Where I live there is a tree growing in the pavement outside my house. We love watching the seasons change - new growth in spring, full leaf in summer, the falling leaves in the autumn.

But one of the downsides is those falling leaves clogging up our little front garden. They settle on the borders where snowdrops and daffodil bulbs are waiting underground to brighten our spring days.

Last winter I didn’t seem to have the time or energy to clear them away. I left the leaves in a thick layer, getting more dense and waterlogged in the rain.

When spring came around,I thought I’d better clear the leaves and give the snowdrops a chance.

What a sad sight! The plants had been trying hard to grow as they were made to do. But instead of growing up straight, they’d bent and twisted to try to make their way through the leaves pressing down on them. And without any sunlight the leaves were pale and yellow instead of a nice fresh green.

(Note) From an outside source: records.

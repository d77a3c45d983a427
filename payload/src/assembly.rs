//! Reassemble images from their chunks.
//!
//! # Examples
//!
//! Use a `Reassembler` to build an image from chunks that may not come in order:
//!
//! ```
//! use payload::Reassembler;
//! let mut reassembler = Reassembler::new();
//! reassembler.open(5);
//! reassembler.accept(2, "cd");
//! reassembler.accept(1, "ab");
//! let image = reassembler.close().unwrap();
//! assert_eq!(5, image.index);
//! assert_eq!(b"abcd".to_vec(), image.data);
//! ```

use std::collections::BTreeMap;
use std::str::FromStr;

/// How chunks are ordered when an image is closed.
#[derive(Clone, Copy, Debug, PartialEq)]
pub enum Order {
    /// Ascending tag number. A later chunk with the same tag replaces an earlier one.
    Tag,

    /// Arrival order, every chunk kept, as older decoders did it.
    Arrival,
}

/// A completed image.
#[derive(Clone, Debug, PartialEq)]
pub struct Image {
    /// The transmission index from the start marker.
    pub index: u32,

    /// The concatenated chunk contents.
    pub data: Vec<u8>,
}

/// An image that is still receiving chunks.
#[derive(Clone, Debug, PartialEq)]
pub struct ImageAssembly {
    index: u32,
    chunks: Vec<(u32, String)>,
}

/// Reassembles one image at a time.
#[derive(Debug, Default)]
pub struct Reassembler {
    assembly: Option<ImageAssembly>,
    order: Order,
}

/// An invalid chunk order name.
#[derive(Debug, Fail, PartialEq)]
#[fail(display = "invalid order (expected tag or arrival): {}", _0)]
pub struct InvalidOrder(pub String);

impl Default for Order {
    fn default() -> Order {
        Order::Tag
    }
}

impl FromStr for Order {
    type Err = InvalidOrder;
    fn from_str(s: &str) -> Result<Order, InvalidOrder> {
        match s.to_lowercase().as_str() {
            "tag" => Ok(Order::Tag),
            "arrival" => Ok(Order::Arrival),
            _ => Err(InvalidOrder(s.to_string())),
        }
    }
}

impl ImageAssembly {
    /// Creates a new, empty assembly.
    pub fn new(index: u32) -> ImageAssembly {
        ImageAssembly {
            index: index,
            chunks: Vec::new(),
        }
    }

    /// Returns this assembly's transmission index.
    pub fn index(&self) -> u32 {
        self.index
    }

    /// Returns the number of chunks received so far, duplicates included.
    pub fn len(&self) -> usize {
        self.chunks.len()
    }

    /// Returns true if no chunks have been received.
    pub fn is_empty(&self) -> bool {
        self.chunks.is_empty()
    }

    /// Adds a chunk.
    pub fn push<S: Into<String>>(&mut self, tag: u32, content: S) {
        self.chunks.push((tag, content.into()));
    }

    /// Concatenates the chunks into an image.
    ///
    /// # Examples
    ///
    /// ```
    /// use payload::{Order, assembly::ImageAssembly};
    /// let mut assembly = ImageAssembly::new(1);
    /// assembly.push(2, "b");
    /// assembly.push(1, "a");
    /// assert_eq!(b"ab".to_vec(), assembly.clone().into_image(Order::Tag).data);
    /// assert_eq!(b"ba".to_vec(), assembly.into_image(Order::Arrival).data);
    /// ```
    pub fn into_image(self, order: Order) -> Image {
        let data = match order {
            Order::Tag => self
                .chunks
                .into_iter()
                .collect::<BTreeMap<_, _>>()
                .into_iter()
                .fold(Vec::new(), |mut data, (_, content)| {
                    data.extend(content.into_bytes());
                    data
                }),
            Order::Arrival => {
                self.chunks
                    .into_iter()
                    .fold(Vec::new(), |mut data, (_, content)| {
                        data.extend(content.into_bytes());
                        data
                    })
            }
        };
        Image {
            index: self.index,
            data: data,
        }
    }
}

impl Reassembler {
    /// Creates a new reassembler that orders chunks by tag.
    ///
    /// # Examples
    ///
    /// ```
    /// use payload::Reassembler;
    /// let reassembler = Reassembler::new();
    /// assert!(!reassembler.is_open());
    /// ```
    pub fn new() -> Reassembler {
        Reassembler::default()
    }

    /// Creates a new reassembler with the given chunk order.
    ///
    /// # Examples
    ///
    /// ```
    /// use payload::{Order, Reassembler};
    /// let reassembler = Reassembler::with_order(Order::Arrival);
    /// ```
    pub fn with_order(order: Order) -> Reassembler {
        Reassembler {
            order: order,
            ..Default::default()
        }
    }

    /// Starts a new image.
    ///
    /// If an image is already open it is discarded and handed back, so its chunks are dropped
    /// along with it unless the caller keeps it.
    ///
    /// # Examples
    ///
    /// ```
    /// use payload::Reassembler;
    /// let mut reassembler = Reassembler::new();
    /// assert!(reassembler.open(1).is_none());
    /// reassembler.accept(1, "a");
    /// let discarded = reassembler.open(2).unwrap();
    /// assert_eq!(1, discarded.index());
    /// assert_eq!(1, discarded.len());
    /// assert_eq!(Some(2), reassembler.index());
    /// ```
    pub fn open(&mut self, index: u32) -> Option<ImageAssembly> {
        let discarded = self.assembly.replace(ImageAssembly::new(index));
        if let Some(assembly) = discarded {
            warn!(
                "image {} discarded with {} chunk(s) when image {} started",
                assembly.index,
                assembly.len(),
                index
            );
            Some(assembly)
        } else {
            None
        }
    }

    /// Adds a chunk to the open image.
    ///
    /// Returns false, and drops the chunk, if no image is open.
    ///
    /// # Examples
    ///
    /// ```
    /// use payload::Reassembler;
    /// let mut reassembler = Reassembler::new();
    /// assert!(!reassembler.accept(1, "a"));
    /// reassembler.open(1);
    /// assert!(reassembler.accept(1, "a"));
    /// ```
    pub fn accept<S: Into<String>>(&mut self, tag: u32, content: S) -> bool {
        if let Some(assembly) = self.assembly.as_mut() {
            assembly.push(tag, content);
            true
        } else {
            false
        }
    }

    /// Closes the open image and returns it, or returns `None` if no image is open.
    ///
    /// An image with no chunks is returned with empty data.
    ///
    /// # Examples
    ///
    /// ```
    /// use payload::Reassembler;
    /// let mut reassembler = Reassembler::new();
    /// assert_eq!(None, reassembler.close());
    /// reassembler.open(3);
    /// assert!(reassembler.close().unwrap().data.is_empty());
    /// assert!(!reassembler.is_open());
    /// ```
    pub fn close(&mut self) -> Option<Image> {
        let order = self.order;
        self.assembly
            .take()
            .map(|assembly| assembly.into_image(order))
    }

    /// Returns true if an image is open.
    pub fn is_open(&self) -> bool {
        self.assembly.is_some()
    }

    /// Returns the index of the open image, if there is one.
    pub fn index(&self) -> Option<u32> {
        self.assembly.as_ref().map(|assembly| assembly.index)
    }

    /// Returns this reassembler's chunk order.
    pub fn order(&self) -> Order {
        self.order
    }
}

A few days later though, with that heavy blanket of leaves lifted away and some sun and air, they were already stronger, straighter and greener - well on their way to being the lovely plants they were created to be.

That picture of the twisted underdeveloped shoots came to me in a meeting recently. I felt it held a message, and as I pondered, some thoughts relating to our emotional and spiritual lives came to mind. They’re not new, but for me it’s good to remember them.

If we have experienced hardship in our early lives, natural or spiritual, it will have an effect on our growth, emotional or spiritual, and probably both.

This has certainly been true for me.

We may have been oppressed by difficult relationships. We may have been prevented from fulfilling our hopes and dreams by illness, poverty, or lack of opportunity. We may even have made choices ourselves that have limited us.

But we have a God who wants to lift the oppression, give us new opportunities, heal our hearts, forgive our foolish choices.

Luke’s gospel, chapter 4, says that Jesus began his work of healing and teaching by publicly reading these words from the book of the prophet Isaiah:

‘The Spirit of the Lord is on me, because he has anointed me to proclaim good news to the poor. He has sent me to proclaim freedom for the prisoners and recovery of sight for the blind, to set the oppressed free, to proclaim the year of the Lord’s favour ’
Luke 4: 18-19

And then Jesus said that those words were about him; that this was what he had come to do.

And he’s still doing it now. As we welcome him into our lives, he’s working to release us from the things that hold us back.

It may be a totally spontaneous experience out of the blue, he may use something we read, a snatch of a song, a word from a friend, a sermon, a prayer with someone we trust. These are just a few of the ways he works in our lives.

Sometimes it happens slowly, even over years, and sometimes it happens in a moment, like the lifting of the leaves from the snowdrops.

However it happens, when it does, like the snowdrops, we’re freed to grow a little more into what we were created for.